[Data records]

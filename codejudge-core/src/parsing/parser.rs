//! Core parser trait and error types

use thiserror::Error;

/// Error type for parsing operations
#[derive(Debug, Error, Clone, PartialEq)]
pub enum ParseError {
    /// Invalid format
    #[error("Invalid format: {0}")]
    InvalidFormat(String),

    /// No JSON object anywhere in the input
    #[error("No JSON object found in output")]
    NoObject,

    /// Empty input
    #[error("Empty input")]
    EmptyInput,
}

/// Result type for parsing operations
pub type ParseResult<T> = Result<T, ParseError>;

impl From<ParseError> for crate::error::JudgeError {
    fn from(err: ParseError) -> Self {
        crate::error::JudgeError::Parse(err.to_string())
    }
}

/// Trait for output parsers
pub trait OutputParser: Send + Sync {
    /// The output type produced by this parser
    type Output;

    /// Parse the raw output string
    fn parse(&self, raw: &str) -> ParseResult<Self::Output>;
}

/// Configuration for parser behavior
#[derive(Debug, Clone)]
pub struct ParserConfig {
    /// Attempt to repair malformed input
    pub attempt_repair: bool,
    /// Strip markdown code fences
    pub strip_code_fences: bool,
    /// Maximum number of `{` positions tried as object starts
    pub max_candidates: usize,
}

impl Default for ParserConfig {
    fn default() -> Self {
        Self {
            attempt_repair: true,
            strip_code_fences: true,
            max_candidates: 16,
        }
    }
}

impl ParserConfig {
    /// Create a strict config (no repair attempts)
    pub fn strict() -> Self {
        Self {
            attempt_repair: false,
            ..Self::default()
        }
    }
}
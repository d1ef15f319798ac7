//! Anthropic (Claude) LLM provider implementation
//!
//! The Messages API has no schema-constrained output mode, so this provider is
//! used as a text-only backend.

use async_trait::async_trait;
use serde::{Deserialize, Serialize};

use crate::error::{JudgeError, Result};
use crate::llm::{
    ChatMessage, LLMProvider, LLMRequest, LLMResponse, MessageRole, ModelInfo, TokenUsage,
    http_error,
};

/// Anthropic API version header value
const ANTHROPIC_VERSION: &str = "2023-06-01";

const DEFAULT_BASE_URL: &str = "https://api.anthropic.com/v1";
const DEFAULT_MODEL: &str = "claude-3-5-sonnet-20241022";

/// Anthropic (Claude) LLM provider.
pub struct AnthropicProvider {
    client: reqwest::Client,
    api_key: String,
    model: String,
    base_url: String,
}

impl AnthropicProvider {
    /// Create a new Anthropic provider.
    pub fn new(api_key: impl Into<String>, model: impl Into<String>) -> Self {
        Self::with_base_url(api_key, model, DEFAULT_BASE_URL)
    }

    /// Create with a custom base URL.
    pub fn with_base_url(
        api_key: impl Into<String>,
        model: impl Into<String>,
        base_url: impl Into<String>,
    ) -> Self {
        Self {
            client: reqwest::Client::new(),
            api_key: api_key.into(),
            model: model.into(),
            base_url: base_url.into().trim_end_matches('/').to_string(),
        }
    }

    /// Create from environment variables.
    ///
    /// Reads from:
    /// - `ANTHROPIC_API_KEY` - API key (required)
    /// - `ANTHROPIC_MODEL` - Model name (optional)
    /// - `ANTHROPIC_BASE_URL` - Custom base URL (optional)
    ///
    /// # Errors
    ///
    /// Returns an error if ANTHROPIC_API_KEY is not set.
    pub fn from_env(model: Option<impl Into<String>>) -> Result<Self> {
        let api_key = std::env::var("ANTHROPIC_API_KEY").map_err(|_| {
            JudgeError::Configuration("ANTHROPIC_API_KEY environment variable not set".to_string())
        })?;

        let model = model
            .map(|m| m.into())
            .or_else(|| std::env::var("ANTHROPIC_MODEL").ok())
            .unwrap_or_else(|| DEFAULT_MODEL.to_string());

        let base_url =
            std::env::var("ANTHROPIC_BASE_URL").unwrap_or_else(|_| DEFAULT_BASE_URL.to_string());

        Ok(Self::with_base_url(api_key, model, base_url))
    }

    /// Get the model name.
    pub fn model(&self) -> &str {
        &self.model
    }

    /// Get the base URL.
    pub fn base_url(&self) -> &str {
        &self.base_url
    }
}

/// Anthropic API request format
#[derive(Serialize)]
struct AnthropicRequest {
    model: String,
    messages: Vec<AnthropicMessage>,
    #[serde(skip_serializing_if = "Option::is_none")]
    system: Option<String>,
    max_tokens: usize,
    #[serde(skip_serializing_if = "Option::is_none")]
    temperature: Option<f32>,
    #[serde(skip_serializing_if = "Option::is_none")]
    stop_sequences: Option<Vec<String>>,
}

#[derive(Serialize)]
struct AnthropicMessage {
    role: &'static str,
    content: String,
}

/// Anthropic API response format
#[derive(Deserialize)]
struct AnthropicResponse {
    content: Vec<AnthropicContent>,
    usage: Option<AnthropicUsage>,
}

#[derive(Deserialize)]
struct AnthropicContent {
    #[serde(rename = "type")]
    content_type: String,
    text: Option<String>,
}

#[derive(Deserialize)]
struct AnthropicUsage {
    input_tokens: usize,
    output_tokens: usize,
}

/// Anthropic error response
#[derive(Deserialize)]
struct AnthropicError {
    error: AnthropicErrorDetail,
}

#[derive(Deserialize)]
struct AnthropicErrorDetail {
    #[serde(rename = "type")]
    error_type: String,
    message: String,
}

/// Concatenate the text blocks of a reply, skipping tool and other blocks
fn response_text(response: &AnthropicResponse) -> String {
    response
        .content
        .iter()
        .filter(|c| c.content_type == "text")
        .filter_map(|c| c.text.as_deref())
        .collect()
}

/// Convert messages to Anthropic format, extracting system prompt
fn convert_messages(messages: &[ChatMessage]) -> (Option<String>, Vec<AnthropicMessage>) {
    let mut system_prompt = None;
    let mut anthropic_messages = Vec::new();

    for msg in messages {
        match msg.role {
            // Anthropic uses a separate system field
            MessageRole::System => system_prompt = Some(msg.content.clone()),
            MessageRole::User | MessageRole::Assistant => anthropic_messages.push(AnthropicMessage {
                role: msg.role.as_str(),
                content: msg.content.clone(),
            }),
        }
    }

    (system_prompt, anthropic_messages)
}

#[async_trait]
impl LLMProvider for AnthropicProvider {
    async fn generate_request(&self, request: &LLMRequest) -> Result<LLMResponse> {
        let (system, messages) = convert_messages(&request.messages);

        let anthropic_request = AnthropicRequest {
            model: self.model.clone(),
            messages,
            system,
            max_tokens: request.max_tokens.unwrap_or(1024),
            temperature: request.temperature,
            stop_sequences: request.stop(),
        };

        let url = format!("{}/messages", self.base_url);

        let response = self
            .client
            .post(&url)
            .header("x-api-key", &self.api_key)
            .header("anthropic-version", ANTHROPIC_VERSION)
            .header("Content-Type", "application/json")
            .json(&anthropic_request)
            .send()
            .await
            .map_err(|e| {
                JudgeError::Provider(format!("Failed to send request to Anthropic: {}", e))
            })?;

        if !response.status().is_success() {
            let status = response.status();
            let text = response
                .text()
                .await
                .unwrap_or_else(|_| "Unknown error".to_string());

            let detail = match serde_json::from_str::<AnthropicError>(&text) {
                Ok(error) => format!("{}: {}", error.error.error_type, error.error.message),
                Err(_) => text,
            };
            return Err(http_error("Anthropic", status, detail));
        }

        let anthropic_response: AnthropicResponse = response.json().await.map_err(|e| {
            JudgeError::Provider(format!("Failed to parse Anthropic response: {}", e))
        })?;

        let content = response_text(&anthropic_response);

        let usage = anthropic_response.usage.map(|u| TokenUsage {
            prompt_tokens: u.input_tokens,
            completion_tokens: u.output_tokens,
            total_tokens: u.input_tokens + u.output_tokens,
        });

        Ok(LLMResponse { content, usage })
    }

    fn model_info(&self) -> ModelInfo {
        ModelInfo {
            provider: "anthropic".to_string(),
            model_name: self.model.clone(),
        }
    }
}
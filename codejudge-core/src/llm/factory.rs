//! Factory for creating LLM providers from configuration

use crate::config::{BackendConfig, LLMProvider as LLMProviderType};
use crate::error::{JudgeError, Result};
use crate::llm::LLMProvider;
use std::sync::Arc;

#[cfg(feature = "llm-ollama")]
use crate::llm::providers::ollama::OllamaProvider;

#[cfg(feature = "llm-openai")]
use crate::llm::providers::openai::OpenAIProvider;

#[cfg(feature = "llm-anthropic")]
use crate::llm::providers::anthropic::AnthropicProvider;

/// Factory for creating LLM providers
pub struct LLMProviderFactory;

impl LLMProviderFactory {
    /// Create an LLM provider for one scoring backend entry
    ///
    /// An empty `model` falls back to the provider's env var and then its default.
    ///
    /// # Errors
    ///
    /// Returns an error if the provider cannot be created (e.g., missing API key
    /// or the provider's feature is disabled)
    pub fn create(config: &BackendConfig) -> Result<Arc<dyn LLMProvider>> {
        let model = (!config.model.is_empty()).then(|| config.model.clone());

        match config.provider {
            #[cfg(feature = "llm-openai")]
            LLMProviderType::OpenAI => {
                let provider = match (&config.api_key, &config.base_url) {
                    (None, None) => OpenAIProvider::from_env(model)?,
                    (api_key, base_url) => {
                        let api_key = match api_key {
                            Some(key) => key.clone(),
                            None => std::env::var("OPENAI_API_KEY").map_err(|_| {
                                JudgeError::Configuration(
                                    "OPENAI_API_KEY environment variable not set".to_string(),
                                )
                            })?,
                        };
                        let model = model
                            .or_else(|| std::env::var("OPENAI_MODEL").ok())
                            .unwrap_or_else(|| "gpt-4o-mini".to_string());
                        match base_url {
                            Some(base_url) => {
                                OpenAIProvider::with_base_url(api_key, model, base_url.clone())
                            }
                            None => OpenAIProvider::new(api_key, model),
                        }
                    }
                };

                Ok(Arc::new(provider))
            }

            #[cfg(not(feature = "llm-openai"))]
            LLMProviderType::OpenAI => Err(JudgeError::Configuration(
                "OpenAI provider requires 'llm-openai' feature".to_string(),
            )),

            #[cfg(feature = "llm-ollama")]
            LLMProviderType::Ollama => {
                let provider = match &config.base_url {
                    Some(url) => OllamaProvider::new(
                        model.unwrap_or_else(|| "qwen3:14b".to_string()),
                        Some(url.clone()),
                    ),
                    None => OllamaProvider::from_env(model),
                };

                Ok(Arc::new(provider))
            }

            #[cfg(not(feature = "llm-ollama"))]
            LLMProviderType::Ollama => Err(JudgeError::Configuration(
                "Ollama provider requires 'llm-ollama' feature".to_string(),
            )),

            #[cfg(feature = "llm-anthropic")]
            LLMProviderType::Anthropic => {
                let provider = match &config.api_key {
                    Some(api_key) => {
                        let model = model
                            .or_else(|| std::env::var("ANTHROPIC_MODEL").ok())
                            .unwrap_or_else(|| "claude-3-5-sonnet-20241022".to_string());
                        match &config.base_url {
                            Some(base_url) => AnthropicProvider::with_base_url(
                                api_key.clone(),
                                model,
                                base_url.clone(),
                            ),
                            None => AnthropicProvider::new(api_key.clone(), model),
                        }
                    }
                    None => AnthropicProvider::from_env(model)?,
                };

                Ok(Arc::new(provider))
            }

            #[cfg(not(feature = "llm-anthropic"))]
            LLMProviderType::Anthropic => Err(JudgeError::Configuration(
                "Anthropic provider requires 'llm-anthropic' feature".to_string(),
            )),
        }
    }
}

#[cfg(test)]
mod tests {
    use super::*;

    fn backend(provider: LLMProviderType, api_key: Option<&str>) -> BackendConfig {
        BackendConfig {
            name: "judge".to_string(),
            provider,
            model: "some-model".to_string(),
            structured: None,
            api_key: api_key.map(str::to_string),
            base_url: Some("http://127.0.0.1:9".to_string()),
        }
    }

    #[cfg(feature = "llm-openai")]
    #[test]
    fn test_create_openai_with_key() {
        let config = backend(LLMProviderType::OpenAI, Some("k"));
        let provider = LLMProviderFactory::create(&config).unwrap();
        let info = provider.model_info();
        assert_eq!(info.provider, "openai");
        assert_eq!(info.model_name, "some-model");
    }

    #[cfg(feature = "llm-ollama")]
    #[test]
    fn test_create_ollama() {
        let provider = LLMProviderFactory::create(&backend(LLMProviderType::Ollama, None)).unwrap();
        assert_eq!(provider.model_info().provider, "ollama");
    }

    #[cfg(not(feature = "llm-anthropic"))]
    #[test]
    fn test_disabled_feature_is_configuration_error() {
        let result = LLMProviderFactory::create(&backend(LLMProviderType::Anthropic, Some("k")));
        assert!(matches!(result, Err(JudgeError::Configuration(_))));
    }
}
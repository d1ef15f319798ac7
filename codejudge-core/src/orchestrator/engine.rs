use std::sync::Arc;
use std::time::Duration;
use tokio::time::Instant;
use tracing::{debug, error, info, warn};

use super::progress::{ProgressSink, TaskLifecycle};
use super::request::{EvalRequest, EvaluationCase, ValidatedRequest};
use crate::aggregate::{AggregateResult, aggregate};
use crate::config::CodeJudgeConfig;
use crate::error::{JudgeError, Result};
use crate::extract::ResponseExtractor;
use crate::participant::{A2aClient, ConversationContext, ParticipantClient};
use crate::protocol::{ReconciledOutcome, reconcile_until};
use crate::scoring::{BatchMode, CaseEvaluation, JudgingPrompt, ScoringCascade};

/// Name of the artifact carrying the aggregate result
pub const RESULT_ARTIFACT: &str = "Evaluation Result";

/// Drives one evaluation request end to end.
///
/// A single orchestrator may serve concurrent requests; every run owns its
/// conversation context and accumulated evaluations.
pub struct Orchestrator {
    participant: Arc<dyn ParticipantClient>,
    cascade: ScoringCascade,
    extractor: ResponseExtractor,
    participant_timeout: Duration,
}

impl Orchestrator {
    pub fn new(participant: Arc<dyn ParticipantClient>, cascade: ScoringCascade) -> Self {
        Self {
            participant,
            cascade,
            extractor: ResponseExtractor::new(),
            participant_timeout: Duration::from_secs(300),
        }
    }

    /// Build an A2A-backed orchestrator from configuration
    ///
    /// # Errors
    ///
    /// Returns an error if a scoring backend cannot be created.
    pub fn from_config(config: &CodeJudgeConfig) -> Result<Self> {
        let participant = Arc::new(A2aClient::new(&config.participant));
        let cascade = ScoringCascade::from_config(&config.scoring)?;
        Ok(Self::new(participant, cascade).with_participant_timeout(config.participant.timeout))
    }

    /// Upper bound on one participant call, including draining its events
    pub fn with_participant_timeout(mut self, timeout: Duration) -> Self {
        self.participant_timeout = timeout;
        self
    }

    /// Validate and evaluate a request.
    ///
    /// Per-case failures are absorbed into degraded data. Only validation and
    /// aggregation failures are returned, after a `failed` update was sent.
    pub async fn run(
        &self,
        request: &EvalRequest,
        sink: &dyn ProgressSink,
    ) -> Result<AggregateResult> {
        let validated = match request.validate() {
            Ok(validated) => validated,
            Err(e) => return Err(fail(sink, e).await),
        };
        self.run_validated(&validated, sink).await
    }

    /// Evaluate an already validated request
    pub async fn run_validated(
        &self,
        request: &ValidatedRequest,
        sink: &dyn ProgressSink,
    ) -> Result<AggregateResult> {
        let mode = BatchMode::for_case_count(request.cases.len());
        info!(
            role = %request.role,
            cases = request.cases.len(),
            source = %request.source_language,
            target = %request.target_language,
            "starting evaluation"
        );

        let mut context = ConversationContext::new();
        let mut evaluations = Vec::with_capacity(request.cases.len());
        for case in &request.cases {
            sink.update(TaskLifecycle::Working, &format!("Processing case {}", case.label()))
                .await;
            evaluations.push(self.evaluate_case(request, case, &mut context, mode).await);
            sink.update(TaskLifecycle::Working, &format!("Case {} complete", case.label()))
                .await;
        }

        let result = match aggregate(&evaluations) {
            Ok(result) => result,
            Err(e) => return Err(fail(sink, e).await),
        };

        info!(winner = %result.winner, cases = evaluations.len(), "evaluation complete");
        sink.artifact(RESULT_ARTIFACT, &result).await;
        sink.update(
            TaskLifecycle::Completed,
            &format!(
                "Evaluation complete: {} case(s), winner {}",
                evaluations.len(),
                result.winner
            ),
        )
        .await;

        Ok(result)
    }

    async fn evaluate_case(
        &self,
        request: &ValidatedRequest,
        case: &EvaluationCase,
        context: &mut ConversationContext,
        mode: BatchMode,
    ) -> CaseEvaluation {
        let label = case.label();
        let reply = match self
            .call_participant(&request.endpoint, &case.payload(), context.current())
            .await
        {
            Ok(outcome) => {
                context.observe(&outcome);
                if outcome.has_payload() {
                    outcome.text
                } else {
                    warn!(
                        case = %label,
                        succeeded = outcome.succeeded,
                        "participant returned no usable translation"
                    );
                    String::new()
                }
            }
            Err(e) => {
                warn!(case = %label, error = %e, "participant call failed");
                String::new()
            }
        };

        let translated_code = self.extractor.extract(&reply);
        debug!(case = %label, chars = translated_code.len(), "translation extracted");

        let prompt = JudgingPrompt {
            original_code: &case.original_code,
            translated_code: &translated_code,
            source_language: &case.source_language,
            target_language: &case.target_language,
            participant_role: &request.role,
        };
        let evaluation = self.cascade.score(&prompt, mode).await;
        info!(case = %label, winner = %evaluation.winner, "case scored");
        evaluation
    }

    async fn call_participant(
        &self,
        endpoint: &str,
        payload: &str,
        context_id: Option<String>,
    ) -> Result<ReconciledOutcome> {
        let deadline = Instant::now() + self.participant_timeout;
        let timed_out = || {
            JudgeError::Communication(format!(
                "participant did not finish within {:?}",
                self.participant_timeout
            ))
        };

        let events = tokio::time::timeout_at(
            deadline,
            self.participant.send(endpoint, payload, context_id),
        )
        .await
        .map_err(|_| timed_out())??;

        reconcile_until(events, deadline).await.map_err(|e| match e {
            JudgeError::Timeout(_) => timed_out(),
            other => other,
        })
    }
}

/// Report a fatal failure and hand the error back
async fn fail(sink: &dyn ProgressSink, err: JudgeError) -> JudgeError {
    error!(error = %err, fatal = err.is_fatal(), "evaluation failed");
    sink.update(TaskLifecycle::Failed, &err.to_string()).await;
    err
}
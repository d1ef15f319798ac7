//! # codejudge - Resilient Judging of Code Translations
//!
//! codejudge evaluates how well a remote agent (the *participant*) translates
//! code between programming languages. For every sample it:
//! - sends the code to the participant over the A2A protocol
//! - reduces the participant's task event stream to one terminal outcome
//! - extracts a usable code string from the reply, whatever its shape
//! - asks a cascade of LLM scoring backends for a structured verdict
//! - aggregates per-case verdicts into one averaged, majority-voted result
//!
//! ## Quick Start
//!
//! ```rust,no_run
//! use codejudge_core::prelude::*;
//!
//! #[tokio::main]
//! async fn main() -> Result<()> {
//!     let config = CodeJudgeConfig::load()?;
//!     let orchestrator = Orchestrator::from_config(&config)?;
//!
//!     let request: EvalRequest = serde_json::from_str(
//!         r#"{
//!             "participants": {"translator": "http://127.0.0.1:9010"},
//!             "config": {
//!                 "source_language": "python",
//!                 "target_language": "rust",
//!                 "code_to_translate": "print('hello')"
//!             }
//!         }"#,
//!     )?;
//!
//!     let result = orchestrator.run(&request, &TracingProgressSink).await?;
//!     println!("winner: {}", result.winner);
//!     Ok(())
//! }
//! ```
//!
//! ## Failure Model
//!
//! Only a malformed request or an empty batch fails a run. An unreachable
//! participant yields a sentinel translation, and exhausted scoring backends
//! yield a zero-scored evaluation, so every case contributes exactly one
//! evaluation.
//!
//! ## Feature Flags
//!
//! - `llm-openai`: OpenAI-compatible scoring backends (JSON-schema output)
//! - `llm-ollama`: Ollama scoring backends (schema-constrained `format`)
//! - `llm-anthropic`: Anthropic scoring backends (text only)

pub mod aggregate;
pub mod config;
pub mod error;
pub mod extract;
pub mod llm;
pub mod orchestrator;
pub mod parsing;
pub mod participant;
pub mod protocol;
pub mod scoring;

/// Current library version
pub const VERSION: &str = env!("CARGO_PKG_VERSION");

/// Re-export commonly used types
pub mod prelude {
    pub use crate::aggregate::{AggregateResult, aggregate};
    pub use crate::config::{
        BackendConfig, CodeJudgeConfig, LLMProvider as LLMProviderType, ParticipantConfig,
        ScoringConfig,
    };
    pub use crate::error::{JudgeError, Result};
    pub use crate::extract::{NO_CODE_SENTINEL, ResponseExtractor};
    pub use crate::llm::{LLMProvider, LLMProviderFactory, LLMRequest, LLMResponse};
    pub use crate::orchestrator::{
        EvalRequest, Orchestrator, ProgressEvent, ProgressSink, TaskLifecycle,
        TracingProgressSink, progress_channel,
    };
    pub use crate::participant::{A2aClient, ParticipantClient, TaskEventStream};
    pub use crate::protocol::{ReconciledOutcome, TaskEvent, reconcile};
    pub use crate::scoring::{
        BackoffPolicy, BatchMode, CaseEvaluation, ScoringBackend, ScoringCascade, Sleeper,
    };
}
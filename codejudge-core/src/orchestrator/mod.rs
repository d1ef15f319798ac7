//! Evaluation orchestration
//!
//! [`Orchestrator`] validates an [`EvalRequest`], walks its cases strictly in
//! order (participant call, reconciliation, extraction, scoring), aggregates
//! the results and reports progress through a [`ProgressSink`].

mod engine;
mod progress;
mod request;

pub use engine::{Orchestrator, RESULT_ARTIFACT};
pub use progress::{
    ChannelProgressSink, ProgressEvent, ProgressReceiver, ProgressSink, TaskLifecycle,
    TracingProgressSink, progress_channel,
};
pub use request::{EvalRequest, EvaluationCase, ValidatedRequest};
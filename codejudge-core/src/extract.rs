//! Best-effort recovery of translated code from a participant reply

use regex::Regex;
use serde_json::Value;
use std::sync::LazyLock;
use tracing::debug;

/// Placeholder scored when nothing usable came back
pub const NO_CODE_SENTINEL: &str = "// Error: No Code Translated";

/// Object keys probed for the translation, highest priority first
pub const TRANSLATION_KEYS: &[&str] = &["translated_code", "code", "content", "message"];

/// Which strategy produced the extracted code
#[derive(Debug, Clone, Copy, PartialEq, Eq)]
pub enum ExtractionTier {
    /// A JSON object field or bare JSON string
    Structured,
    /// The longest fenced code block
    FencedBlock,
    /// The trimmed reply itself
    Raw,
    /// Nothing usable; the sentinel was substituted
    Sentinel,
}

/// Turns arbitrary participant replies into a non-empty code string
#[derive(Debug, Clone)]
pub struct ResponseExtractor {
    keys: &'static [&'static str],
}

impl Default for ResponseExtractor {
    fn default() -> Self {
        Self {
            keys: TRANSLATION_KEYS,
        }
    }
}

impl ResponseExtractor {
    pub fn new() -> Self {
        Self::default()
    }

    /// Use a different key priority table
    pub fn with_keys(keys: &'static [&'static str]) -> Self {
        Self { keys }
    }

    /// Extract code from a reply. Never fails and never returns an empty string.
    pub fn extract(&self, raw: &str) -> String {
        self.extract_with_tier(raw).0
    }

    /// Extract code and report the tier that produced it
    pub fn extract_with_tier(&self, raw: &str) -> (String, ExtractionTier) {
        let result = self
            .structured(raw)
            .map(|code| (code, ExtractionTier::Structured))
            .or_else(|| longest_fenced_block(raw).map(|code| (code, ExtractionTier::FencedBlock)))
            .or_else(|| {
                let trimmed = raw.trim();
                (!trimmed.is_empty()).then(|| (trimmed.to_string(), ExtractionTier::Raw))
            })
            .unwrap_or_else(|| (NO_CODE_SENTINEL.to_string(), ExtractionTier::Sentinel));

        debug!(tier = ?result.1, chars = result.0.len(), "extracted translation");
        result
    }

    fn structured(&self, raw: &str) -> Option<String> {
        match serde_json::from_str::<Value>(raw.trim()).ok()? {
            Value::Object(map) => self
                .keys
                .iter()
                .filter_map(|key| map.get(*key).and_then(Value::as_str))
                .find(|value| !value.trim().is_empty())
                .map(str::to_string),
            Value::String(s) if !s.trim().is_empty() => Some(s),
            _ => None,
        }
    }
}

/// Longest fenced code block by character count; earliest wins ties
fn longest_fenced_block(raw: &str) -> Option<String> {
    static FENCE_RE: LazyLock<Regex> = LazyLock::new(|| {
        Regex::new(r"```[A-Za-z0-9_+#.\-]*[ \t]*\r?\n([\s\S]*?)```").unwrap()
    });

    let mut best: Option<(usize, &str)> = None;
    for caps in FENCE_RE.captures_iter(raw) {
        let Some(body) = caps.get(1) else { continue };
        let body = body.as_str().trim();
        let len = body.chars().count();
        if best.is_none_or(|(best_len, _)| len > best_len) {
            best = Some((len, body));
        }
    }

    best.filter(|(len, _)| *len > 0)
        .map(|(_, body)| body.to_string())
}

## Task
Could you count the lines in the entries that hold the word "parsing"? Only the number is wanted.

## Written answer
4